**PROBLEM REQUIREMENTS**. Show each line of the records in which the word "FuelPrice" occurs.

Items from a dataset:
══════

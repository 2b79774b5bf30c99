pub mod pipeline;
pub mod providers;
pub mod repository;
pub mod source;
pub mod types;

pub use pipeline::FetchPipeline;
pub use repository::StationRepository;
pub use source::{SourceError, StationSource};
pub use types::RawStation;
//! # Station Repository
//!
//! Turns raw records from a [`StationSource`] into an immutable
//! [`StationCollection`]. Source failures come back as
//! [`CoreError::FetchFailure`]; the caller keeps its previous snapshot.

use std::sync::Arc;

use chrono::Local;
use log::{debug, info, warn};

use super::source::StationSource;
use super::types::{RawStation, as_number};
use crate::core::error::CoreError;
use crate::core::fuel::FuelType;
use crate::core::station::{Address, FuelPrice, Position, Station, StationCollection};

#[derive(Clone)]
pub struct StationRepository {
    source: Arc<dyn StationSource>,
}

impl StationRepository {
    pub fn new(source: Arc<dyn StationSource>) -> Self {
        Self { source }
    }

    /// Fetches a fresh snapshot for `position`.
    ///
    /// Every record the source reports ends up in the snapshot, in source
    /// order; nothing is filtered or deduplicated.
    pub async fn load(&self, position: Position) -> Result<StationCollection, CoreError> {
        if !position.is_valid() {
            return Err(CoreError::fetch_failure(format!(
                "invalid position {}",
                position
            )));
        }

        info!("Fetching stations near {} from {}", position, self.source.name());
        let raw = self.source.fetch(position).await.map_err(|e| {
            warn!("Station fetch from {} failed: {}", self.source.name(), e);
            CoreError::fetch_failure(e.to_string())
        })?;

        let stations: Vec<Station> = raw.into_iter().map(normalize).collect();
        debug!("Normalized {} stations", stations.len());
        Ok(StationCollection::new(stations, position, Local::now()))
    }
}

/// Converts one raw record into a [`Station`].
pub fn normalize(raw: RawStation) -> Station {
    let name = text(raw.location_name);
    let position = match (
        raw.latitude.as_ref().and_then(as_number),
        raw.longitude.as_ref().and_then(as_number),
    ) {
        (Some(lat), Some(lng)) => Position::new(lat, lng),
        _ => {
            warn!("Station {:?} has no usable coordinates", name);
            None
        }
    };

    let fuel_names = raw.fuel_types.unwrap_or_default();
    let prices = raw.prices.unwrap_or_default();
    if fuel_names.len() != prices.len() {
        warn!(
            "Station {:?} lists {} fuel types but {} prices; pairing the first {}",
            name,
            fuel_names.len(),
            prices.len(),
            fuel_names.len().min(prices.len())
        );
    }

    let mut offered: Vec<FuelPrice> = Vec::new();
    for (fuel_name, price) in fuel_names.iter().zip(prices.iter()) {
        let Some(fuel) = fuel_name.as_str().and_then(|s| s.parse::<FuelType>().ok()) else {
            debug!("Skipping unrecognised fuel {} at {:?}", fuel_name, name);
            continue;
        };
        if offered.iter().any(|entry| entry.fuel == fuel) {
            continue;
        }
        match as_number(price).filter(|p| *p >= 0.0) {
            Some(price) => offered.push(FuelPrice { fuel, price }),
            None => debug!("Ignoring malformed {} price {} at {:?}", fuel, price, name),
        }
    }

    let address = Address {
        line1: text(raw.address_line1),
        line2: text(raw.address_line2),
        city: text(raw.city),
        state_province: text(raw.state_province),
        country: text(raw.country),
    };

    Station::new(name, address, position, offered)
}

fn text(value: Option<String>) -> String {
    value.map(|s| s.trim().to_string()).unwrap_or_default()
}
use std::sync::Arc;
use std::time::Duration;

use fuelmap::core::action::{Action, update};
use fuelmap::core::fuel::FuelType;
use fuelmap::core::selector::cheapest;
use fuelmap::core::state::App;
use fuelmap::core::station::Position;
use fuelmap::core::view::ViewMode;
use fuelmap::core::CoreError;
use fuelmap::location::{FixedPosition, NoPosition};
use fuelmap::stations::providers::HttpStationSource;
use fuelmap::stations::{FetchPipeline, SourceError, StationRepository, StationSource};
use serde_json::json;
use wiremock::{
    Mock, MockServer, ResponseTemplate,
    matchers::{method, path, query_param},
};

// ============================================================================
// Helper Functions
// ============================================================================

fn here() -> Position {
    Position::new(-43.5321, 172.6362).unwrap()
}

fn source_for(server: &MockServer) -> HttpStationSource {
    HttpStationSource::new(
        format!("{}/api/v1/gas-stations", server.uri()),
        5000,
        Duration::from_secs(5),
    )
    .unwrap()
}

fn shell_and_bp() -> serde_json::Value {
    json!([
        {
            "location_name": "Shell",
            "address_line1": "1 Riccarton Rd",
            "city": "Christchurch",
            "state_province": "Canterbury",
            "country": "New Zealand",
            "latitude": "-43.53",
            "longitude": 172.63,
            "fuel_types": ["Unleaded 91", "Unleaded 95"],
            "prices": [2.10, "2.30"]
        },
        {
            "location_name": "BP",
            "address_line1": "2 Blenheim Rd",
            "city": "Christchurch",
            "country": "New Zealand",
            "latitude": -43.52,
            "longitude": 172.64,
            "fuel_types": ["Unleaded 91", "Diesel"],
            "prices": [2.05, 2.00]
        }
    ])
}

// ============================================================================
// HTTP Station Source Tests
// ============================================================================

#[tokio::test]
async fn test_http_source_sends_position_and_radius() {
    let mock_server = MockServer::start().await;

    Mock::given(method("GET"))
        .and(path("/api/v1/gas-stations"))
        .and(query_param("latitude", "-43.5321"))
        .and(query_param("longitude", "172.6362"))
        .and(query_param("radius", "5000"))
        .respond_with(ResponseTemplate::new(200).set_body_json(shell_and_bp()))
        .expect(1)
        .mount(&mock_server)
        .await;

    let stations = source_for(&mock_server).fetch(here()).await.unwrap();

    assert_eq!(stations.len(), 2);
    assert_eq!(stations[0].location_name.as_deref(), Some("Shell"));
}

#[tokio::test]
async fn test_http_source_accepts_wrapped_body() {
    let mock_server = MockServer::start().await;

    Mock::given(method("GET"))
        .and(path("/api/v1/gas-stations"))
        .respond_with(
            ResponseTemplate::new(200).set_body_json(json!({ "results": shell_and_bp() })),
        )
        .mount(&mock_server)
        .await;

    let stations = source_for(&mock_server).fetch(here()).await.unwrap();

    assert_eq!(stations.len(), 2);
}

#[tokio::test]
async fn test_http_source_server_error() {
    let mock_server = MockServer::start().await;

    Mock::given(method("GET"))
        .and(path("/api/v1/gas-stations"))
        .respond_with(ResponseTemplate::new(500).set_body_string("Internal Server Error"))
        .mount(&mock_server)
        .await;

    let result = source_for(&mock_server).fetch(here()).await;

    match result {
        Err(SourceError::Api { status, message }) => {
            assert_eq!(status, 500);
            assert!(message.contains("Internal Server Error"));
        }
        other => panic!("expected Api error, got {:?}", other),
    }
}

#[tokio::test]
async fn test_http_source_malformed_body() {
    let mock_server = MockServer::start().await;

    Mock::given(method("GET"))
        .and(path("/api/v1/gas-stations"))
        .respond_with(ResponseTemplate::new(200).set_body_string("{\"stations\": 42}"))
        .mount(&mock_server)
        .await;

    let result = source_for(&mock_server).fetch(here()).await;

    assert!(matches!(result, Err(SourceError::Parse(_))));
}

#[tokio::test]
async fn test_http_source_connection_refused() {
    let source = HttpStationSource::new(
        "http://127.0.0.1:9/api/v1/gas-stations".to_string(),
        5000,
        Duration::from_secs(5),
    )
    .unwrap();

    let result = source.fetch(here()).await;

    assert!(matches!(result, Err(SourceError::Network(_))));
}

// ============================================================================
// Repository + Pipeline Tests
// ============================================================================

#[tokio::test]
async fn test_repository_normalizes_http_records() {
    let mock_server = MockServer::start().await;

    Mock::given(method("GET"))
        .and(path("/api/v1/gas-stations"))
        .respond_with(ResponseTemplate::new(200).set_body_json(shell_and_bp()))
        .mount(&mock_server)
        .await;

    let repository = StationRepository::new(Arc::new(source_for(&mock_server)));
    let collection = repository.load(here()).await.unwrap();

    let shell = &collection.stations()[0];
    assert_eq!(shell.price_for(FuelType::Unleaded95), Some(2.30));
    assert_eq!(
        shell.address.one_line(),
        "1 Riccarton Rd, Christchurch, Canterbury, New Zealand"
    );
    assert_eq!(
        cheapest(collection.stations(), FuelType::Unleaded91).map(|s| s.name.as_str()),
        Some("BP")
    );
}

#[tokio::test]
async fn test_repository_reports_fetch_failure() {
    let mock_server = MockServer::start().await;

    Mock::given(method("GET"))
        .and(path("/api/v1/gas-stations"))
        .respond_with(ResponseTemplate::new(503).set_body_string("maintenance"))
        .mount(&mock_server)
        .await;

    let repository = StationRepository::new(Arc::new(source_for(&mock_server)));
    let err = repository.load(here()).await.unwrap_err();

    assert_eq!(
        err,
        CoreError::fetch_failure("API error (HTTP 503): maintenance")
    );
}

#[tokio::test]
async fn test_pipeline_end_to_end_into_app() {
    let mock_server = MockServer::start().await;

    Mock::given(method("GET"))
        .and(path("/api/v1/gas-stations"))
        .respond_with(ResponseTemplate::new(200).set_body_json(shell_and_bp()))
        .mount(&mock_server)
        .await;

    let pipeline = FetchPipeline::new(
        Arc::new(FixedPosition(here())),
        StationRepository::new(Arc::new(source_for(&mock_server))),
        Position::new(-43.525, 172.643).unwrap(),
        Duration::from_secs(1),
    );
    let mut app = App::new(Some(FuelType::Unleaded91), ViewMode::Spatial);
    let token = app.fetches.issue();

    update(&mut app, pipeline.run(token).await);

    assert_eq!(app.stations.len(), 2);
    assert_eq!(app.focus.focused().map(|s| s.name.as_str()), Some("BP"));
    assert!(app.advisory.is_none());

    update(&mut app, Action::SelectFuel(Some(FuelType::Diesel)));
    assert_eq!(app.focus.focused().map(|s| s.name.as_str()), Some("BP"));
}

#[tokio::test]
async fn test_pipeline_without_position_fetches_at_default() {
    let mock_server = MockServer::start().await;

    Mock::given(method("GET"))
        .and(path("/api/v1/gas-stations"))
        .and(query_param("latitude", "-43.525"))
        .and(query_param("longitude", "172.643"))
        .respond_with(ResponseTemplate::new(200).set_body_json(json!([])))
        .expect(1)
        .mount(&mock_server)
        .await;

    let pipeline = FetchPipeline::new(
        Arc::new(NoPosition),
        StationRepository::new(Arc::new(source_for(&mock_server))),
        Position::new(-43.525, 172.643).unwrap(),
        Duration::from_secs(1),
    );
    let mut app = App::new(Some(FuelType::Unleaded91), ViewMode::Spatial);
    let token = app.fetches.issue();

    update(&mut app, pipeline.run(token).await);

    assert!(app.position.as_ref().unwrap().is_default());
    assert!(app.stations.is_empty());
    assert!(app.advisory.as_deref().unwrap().contains("default position"));
}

══════

**RESPONSE TO THIS EXERCISE**.
use crate::core::station::{Address, FuelPrice, Position, Station, StationCollection};
    let mut offered: Vec<FuelPrice> = Vec::new();
            Some(price) => offered.push(FuelPrice { fuel, price }),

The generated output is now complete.